(Data to examine Opens)

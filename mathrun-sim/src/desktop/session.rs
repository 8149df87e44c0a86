use rand::Rng;
use serde::{Deserialize, Serialize};

use super::feedback::desktop_feedback;
use super::frustration::{FrustrationResponse, handle_frustration, suggest_speed_change};
use crate::action::{ActionKind, ActionLog, SpeedChangeReason};
use crate::constants::{
    CURIOUS_PAUSE_BASE_CHANCE, CURIOUS_PAUSE_MS, DESKTOP_BASE_POINTS, DESKTOP_COMPLETION_SCORE,
    DESKTOP_COMPLETION_TIME_MS, DESKTOP_DIFFICULTY_PENALTY, DESKTOP_DIFFICULTY_STEP,
    DESKTOP_MAX_DIFFICULTY, DESKTOP_MAX_SCORE, DESKTOP_MAX_TIME_MS,
    DESKTOP_MILESTONE_DIFFICULTY_STEP, DESKTOP_MILESTONE_SCORE, DESKTOP_PROBLEM_LEVEL_STEP,
    DESKTOP_REACTION_BASE_MS, DESKTOP_REACTION_DIFFICULTY_MS, DESKTOP_REACTION_JITTER_MS,
    DESKTOP_REACTION_SKILL_MS, DESKTOP_START_DIFFICULTY, FRUSTRATION_FAILURE_THRESHOLD,
    FRUSTRATION_PAUSE_MS,
};
use crate::feedback::Feedback;
use crate::numbers::floor_f64_to_u32;
use crate::profile::{DesktopArchetype, DesktopProfile, SpeedPref};
use crate::rng::{chance, roll};

const MAX_PROBLEM_LEVEL: u32 = 3;

#[derive(Debug, Clone, Copy, PartialEq, Eq, Serialize, Deserialize)]
#[serde(rename_all = "snake_case")]
pub enum FailureReason {
    FrustrationQuit,
}

/// One simulated desktop play-through.
#[derive(Debug, Clone, PartialEq, Serialize, Deserialize)]
pub struct DesktopSession {
    pub id: u32,
    pub user_type: DesktopArchetype,
    pub actions: ActionLog,
    pub score: u32,
    pub time_active_ms: f64,
    pub pauses_used: u32,
    pub speed_changes: u32,
    pub final_speed: SpeedPref,
    pub completed: bool,
    pub failure_reason: Option<FailureReason>,
    pub feedback: Feedback,
}

impl DesktopSession {
    #[must_use]
    pub const fn rage_quit(&self) -> bool {
        matches!(self.failure_reason, Some(FailureReason::FrustrationQuit))
    }
}

/// Problem tier shown to the player, stepping up every 50 points.
#[must_use]
pub fn problem_level(score: u32) -> u32 {
    (1 + score / DESKTOP_PROBLEM_LEVEL_STEP).min(MAX_PROBLEM_LEVEL)
}

fn reaction_time_ms<R: Rng + ?Sized>(profile: &DesktopProfile, difficulty: f64, rng: &mut R) -> f64 {
    DESKTOP_REACTION_BASE_MS
        + (1.0 - profile.skill) * DESKTOP_REACTION_SKILL_MS
        + difficulty * DESKTOP_REACTION_DIFFICULTY_MS
        + roll(rng) * DESKTOP_REACTION_JITTER_MS
}

struct Gameplay {
    score: u32,
    time_ms: f64,
    speed: SpeedPref,
    difficulty: f64,
    failures: u32,
    pauses_used: u32,
    speed_changes: u32,
    failure_reason: Option<FailureReason>,
    actions: ActionLog,
}

impl Gameplay {
    fn new(speed: SpeedPref) -> Self {
        let mut actions = ActionLog::new();
        actions.push(0.0, ActionKind::GameStart { speed });
        Self {
            score: 0,
            time_ms: 0.0,
            speed,
            difficulty: DESKTOP_START_DIFFICULTY,
            failures: 0,
            pauses_used: 0,
            speed_changes: 0,
            failure_reason: None,
            actions,
        }
    }

    fn running(&self) -> bool {
        self.time_ms < DESKTOP_MAX_TIME_MS && self.score < DESKTOP_MAX_SCORE
    }

    fn answer_correctly(&mut self) {
        let points = floor_f64_to_u32(DESKTOP_BASE_POINTS * self.difficulty * self.speed.multiplier());
        self.score = self.score.saturating_add(points);
        self.failures = 0;
        self.actions.push(
            self.time_ms,
            ActionKind::CorrectAnswer {
                score: self.score,
                difficulty: self.difficulty,
                problem_level: problem_level(self.score),
            },
        );
        self.difficulty = (self.difficulty + DESKTOP_DIFFICULTY_STEP).min(DESKTOP_MAX_DIFFICULTY);
    }

    /// Returns `false` when the player rage-quits.
    fn answer_wrongly<R: Rng + ?Sized>(&mut self, profile: &DesktopProfile, rng: &mut R) -> bool {
        self.failures += 1;
        self.actions.push(
            self.time_ms,
            ActionKind::WrongAnswer {
                consecutive_failures: self.failures,
            },
        );
        if self.failures < FRUSTRATION_FAILURE_THRESHOLD {
            return true;
        }

        match handle_frustration(profile, self.failures, self.score, rng) {
            FrustrationResponse::Continue => true,
            FrustrationResponse::Pause => {
                self.pauses_used += 1;
                self.actions.push(
                    self.time_ms,
                    ActionKind::FrustrationPause {
                        consecutive_failures: self.failures,
                    },
                );
                let next = suggest_speed_change(profile, self.speed, self.failures, rng);
                if next != self.speed {
                    self.speed = next;
                    self.speed_changes += 1;
                    self.actions.push(
                        self.time_ms,
                        ActionKind::SpeedChange {
                            new_speed: next,
                            reason: SpeedChangeReason::Frustration,
                        },
                    );
                }
                self.time_ms += FRUSTRATION_PAUSE_MS;
                true
            }
            FrustrationResponse::Quit => {
                self.failure_reason = Some(FailureReason::FrustrationQuit);
                false
            }
        }
    }

    fn maybe_explore_pause<R: Rng + ?Sized>(&mut self, profile: &DesktopProfile, rng: &mut R) {
        let p = CURIOUS_PAUSE_BASE_CHANCE * f64::from(profile.patience) / 10.0;
        if chance(rng, p) {
            self.pauses_used += 1;
            self.actions.push(
                self.time_ms,
                ActionKind::PauseExplore {
                    current_score: self.score,
                },
            );
            self.time_ms += CURIOUS_PAUSE_MS;
        }
    }

    fn milestone_bump(&mut self) {
        if self.score > 0 && self.score % DESKTOP_MILESTONE_SCORE == 0 {
            self.difficulty =
                (self.difficulty + DESKTOP_MILESTONE_DIFFICULTY_STEP).min(DESKTOP_MAX_DIFFICULTY);
        }
    }
}

/// Play one desktop session to completion.
///
/// Every iteration advances the clock by at least two seconds, so the loop is
/// bounded by the time ceiling even when the player never scores.
pub fn simulate_desktop<R: Rng + ?Sized>(
    profile: &DesktopProfile,
    session_id: u32,
    rng: &mut R,
) -> DesktopSession {
    let mut play = Gameplay::new(profile.speed_pref);

    while play.running() {
        let success = chance(rng, profile.skill - play.difficulty * DESKTOP_DIFFICULTY_PENALTY);
        play.time_ms += reaction_time_ms(profile, play.difficulty, rng);

        if success {
            play.answer_correctly();
        } else if !play.answer_wrongly(profile, rng) {
            break;
        }

        play.maybe_explore_pause(profile, rng);
        play.milestone_bump();
    }

    let completed =
        play.score >= DESKTOP_COMPLETION_SCORE || play.time_ms >= DESKTOP_COMPLETION_TIME_MS;
    let feedback = desktop_feedback(
        profile,
        &play.actions,
        completed,
        play.time_ms,
        play.pauses_used,
        play.speed_changes,
        rng,
    );

    log::debug!(
        "desktop session {session_id} ({}) ended: score {} in {:.1}s, completed {completed}",
        profile.kind.label(),
        play.score,
        play.time_ms / 1000.0
    );

    DesktopSession {
        id: session_id,
        user_type: profile.kind,
        actions: play.actions,
        score: play.score,
        time_active_ms: play.time_ms,
        pauses_used: play.pauses_used,
        speed_changes: play.speed_changes,
        final_speed: play.speed,
        completed,
        failure_reason: play.failure_reason,
        feedback,
    }
}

(Data to examine Closes)

## [Work order]
Give the lines of the material above again, exactly, from its first line through the line that contains "simulated desktop play-through." and no further.

## [Solution to the problem]
filename mathrun-sim/src/desktop/session.rs
repository 8149df87e44c0a86
use rand::Rng;
use serde::{Deserialize, Serialize};

use super::feedback::desktop_feedback;
use super::frustration::{FrustrationResponse, handle_frustration, suggest_speed_change};
use crate::action::{ActionKind, ActionLog, SpeedChangeReason};
use crate::constants::{
    CURIOUS_PAUSE_BASE_CHANCE, CURIOUS_PAUSE_MS, DESKTOP_BASE_POINTS, DESKTOP_COMPLETION_SCORE,
    DESKTOP_COMPLETION_TIME_MS, DESKTOP_DIFFICULTY_PENALTY, DESKTOP_DIFFICULTY_STEP,
    DESKTOP_MAX_DIFFICULTY, DESKTOP_MAX_SCORE, DESKTOP_MAX_TIME_MS,
    DESKTOP_MILESTONE_DIFFICULTY_STEP, DESKTOP_MILESTONE_SCORE, DESKTOP_PROBLEM_LEVEL_STEP,
    DESKTOP_REACTION_BASE_MS, DESKTOP_REACTION_DIFFICULTY_MS, DESKTOP_REACTION_JITTER_MS,
    DESKTOP_REACTION_SKILL_MS, DESKTOP_START_DIFFICULTY, FRUSTRATION_FAILURE_THRESHOLD,
    FRUSTRATION_PAUSE_MS,
};
use crate::feedback::Feedback;
use crate::numbers::floor_f64_to_u32;
use crate::profile::{DesktopArchetype, DesktopProfile, SpeedPref};
use crate::rng::{chance, roll};

const MAX_PROBLEM_LEVEL: u32 = 3;

#[derive(Debug, Clone, Copy, PartialEq, Eq, Serialize, Deserialize)]
#[serde(rename_all = "snake_case")]
pub enum FailureReason {
    FrustrationQuit,
}

/// One simulated desktop play-through.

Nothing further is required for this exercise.